* **Try it**:
Where does the string "lost" occur in the records below? Copy every line that holds it.

* **Supplied entries**:

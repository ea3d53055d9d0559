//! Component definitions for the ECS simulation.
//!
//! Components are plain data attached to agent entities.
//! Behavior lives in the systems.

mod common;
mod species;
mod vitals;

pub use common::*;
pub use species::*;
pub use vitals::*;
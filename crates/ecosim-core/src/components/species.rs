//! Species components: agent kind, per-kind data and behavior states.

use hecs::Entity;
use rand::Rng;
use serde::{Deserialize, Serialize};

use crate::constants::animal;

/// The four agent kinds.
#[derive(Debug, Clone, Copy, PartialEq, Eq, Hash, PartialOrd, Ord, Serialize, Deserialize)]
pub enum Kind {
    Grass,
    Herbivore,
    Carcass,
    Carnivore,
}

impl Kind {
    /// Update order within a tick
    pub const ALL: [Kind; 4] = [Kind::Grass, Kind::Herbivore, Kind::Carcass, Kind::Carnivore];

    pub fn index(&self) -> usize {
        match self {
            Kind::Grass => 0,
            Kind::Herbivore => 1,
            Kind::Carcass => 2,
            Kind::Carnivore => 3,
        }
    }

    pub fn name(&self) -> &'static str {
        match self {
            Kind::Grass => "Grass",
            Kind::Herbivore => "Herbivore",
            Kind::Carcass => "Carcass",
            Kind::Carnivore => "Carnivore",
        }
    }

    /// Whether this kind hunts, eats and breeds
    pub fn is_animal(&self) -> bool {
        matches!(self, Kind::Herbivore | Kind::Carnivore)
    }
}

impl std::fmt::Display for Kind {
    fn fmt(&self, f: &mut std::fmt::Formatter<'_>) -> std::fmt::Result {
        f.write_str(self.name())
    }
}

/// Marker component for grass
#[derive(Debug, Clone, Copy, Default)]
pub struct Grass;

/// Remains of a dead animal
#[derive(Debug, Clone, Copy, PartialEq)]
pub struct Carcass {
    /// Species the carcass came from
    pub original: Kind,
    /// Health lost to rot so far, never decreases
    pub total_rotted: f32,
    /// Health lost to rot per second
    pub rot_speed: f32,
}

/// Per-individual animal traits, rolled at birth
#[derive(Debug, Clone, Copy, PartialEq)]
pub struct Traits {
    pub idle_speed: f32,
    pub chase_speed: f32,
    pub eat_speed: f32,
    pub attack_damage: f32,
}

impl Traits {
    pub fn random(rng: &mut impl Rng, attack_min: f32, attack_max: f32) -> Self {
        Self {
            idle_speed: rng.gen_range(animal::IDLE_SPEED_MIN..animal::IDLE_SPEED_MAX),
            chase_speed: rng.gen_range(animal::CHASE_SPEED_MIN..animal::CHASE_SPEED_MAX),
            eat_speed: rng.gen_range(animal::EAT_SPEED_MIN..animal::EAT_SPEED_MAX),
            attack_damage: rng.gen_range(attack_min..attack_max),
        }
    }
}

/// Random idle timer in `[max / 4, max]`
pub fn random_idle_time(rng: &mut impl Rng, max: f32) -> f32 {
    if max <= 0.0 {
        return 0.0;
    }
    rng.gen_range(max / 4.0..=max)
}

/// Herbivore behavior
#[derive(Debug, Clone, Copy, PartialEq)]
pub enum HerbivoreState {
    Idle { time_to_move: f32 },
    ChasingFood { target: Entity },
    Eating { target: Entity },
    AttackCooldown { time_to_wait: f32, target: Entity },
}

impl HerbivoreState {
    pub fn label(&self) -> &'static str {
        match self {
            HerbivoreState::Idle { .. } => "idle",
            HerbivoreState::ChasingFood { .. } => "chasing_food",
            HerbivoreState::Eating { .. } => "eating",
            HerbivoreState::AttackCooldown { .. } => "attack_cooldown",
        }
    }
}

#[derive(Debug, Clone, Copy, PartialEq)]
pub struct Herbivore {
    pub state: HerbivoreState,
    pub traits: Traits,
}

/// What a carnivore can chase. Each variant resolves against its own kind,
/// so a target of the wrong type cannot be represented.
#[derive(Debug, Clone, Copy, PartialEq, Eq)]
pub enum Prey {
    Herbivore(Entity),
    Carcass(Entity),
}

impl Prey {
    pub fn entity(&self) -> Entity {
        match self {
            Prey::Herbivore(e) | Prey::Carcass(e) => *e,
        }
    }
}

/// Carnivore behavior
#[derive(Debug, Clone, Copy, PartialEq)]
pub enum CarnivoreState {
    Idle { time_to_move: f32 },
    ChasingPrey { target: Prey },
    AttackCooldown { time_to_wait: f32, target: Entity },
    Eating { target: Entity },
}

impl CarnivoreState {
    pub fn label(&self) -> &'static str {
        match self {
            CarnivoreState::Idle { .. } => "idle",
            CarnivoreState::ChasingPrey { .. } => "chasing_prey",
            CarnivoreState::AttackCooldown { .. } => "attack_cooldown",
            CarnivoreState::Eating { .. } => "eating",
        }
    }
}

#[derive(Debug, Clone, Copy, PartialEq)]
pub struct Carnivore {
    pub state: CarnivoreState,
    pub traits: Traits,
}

---

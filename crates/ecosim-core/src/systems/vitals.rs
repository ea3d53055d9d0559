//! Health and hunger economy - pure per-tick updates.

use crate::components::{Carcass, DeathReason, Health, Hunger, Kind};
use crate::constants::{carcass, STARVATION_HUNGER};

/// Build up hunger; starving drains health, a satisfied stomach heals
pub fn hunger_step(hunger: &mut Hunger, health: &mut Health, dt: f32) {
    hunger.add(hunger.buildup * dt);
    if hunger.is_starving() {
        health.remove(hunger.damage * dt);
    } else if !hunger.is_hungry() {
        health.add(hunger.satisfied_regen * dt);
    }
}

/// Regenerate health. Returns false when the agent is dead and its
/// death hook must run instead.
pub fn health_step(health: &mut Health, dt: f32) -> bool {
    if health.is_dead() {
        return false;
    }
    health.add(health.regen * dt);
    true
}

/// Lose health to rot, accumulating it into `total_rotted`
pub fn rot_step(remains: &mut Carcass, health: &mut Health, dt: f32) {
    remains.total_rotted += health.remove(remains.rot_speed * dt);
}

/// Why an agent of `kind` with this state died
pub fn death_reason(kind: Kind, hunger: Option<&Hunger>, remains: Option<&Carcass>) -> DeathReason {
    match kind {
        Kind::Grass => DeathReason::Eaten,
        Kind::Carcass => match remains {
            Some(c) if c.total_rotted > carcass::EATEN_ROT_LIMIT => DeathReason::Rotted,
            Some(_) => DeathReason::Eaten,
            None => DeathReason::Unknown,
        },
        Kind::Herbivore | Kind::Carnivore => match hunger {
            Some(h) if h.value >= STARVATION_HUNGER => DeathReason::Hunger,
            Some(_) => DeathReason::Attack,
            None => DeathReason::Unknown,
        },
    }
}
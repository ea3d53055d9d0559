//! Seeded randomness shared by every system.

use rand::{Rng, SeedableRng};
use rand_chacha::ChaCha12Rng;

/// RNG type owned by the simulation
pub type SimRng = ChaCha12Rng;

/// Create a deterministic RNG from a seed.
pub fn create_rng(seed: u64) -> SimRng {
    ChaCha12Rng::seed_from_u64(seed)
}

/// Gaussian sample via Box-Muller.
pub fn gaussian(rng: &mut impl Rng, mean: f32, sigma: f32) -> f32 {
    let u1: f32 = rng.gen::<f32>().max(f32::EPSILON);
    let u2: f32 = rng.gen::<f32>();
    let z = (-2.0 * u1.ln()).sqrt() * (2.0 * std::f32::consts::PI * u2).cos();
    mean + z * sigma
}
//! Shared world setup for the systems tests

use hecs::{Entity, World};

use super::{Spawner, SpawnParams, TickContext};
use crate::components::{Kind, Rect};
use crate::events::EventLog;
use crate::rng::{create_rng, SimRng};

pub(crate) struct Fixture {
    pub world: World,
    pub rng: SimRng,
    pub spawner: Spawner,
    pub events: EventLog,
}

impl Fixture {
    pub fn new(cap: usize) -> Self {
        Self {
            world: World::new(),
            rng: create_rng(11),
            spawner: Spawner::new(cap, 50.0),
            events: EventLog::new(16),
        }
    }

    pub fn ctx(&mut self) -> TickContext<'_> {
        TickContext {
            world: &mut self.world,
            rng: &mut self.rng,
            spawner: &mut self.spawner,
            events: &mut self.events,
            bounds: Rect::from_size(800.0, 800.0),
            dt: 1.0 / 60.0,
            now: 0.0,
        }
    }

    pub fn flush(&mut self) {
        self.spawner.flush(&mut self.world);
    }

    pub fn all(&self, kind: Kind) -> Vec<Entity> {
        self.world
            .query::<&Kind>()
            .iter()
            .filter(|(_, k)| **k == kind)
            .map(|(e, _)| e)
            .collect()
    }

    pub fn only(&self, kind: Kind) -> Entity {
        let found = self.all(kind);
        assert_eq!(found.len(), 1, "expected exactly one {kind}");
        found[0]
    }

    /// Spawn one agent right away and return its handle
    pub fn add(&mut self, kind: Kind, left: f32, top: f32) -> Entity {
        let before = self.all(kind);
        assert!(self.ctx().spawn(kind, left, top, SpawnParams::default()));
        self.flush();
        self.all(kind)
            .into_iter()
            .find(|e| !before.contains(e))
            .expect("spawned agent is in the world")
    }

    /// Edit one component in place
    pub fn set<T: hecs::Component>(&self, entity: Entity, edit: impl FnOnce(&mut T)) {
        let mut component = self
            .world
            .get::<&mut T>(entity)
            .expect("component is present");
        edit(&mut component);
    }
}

* **Task answer**:
    /// Health lost to rot so far, never decreases
    /// Health lost to rot per second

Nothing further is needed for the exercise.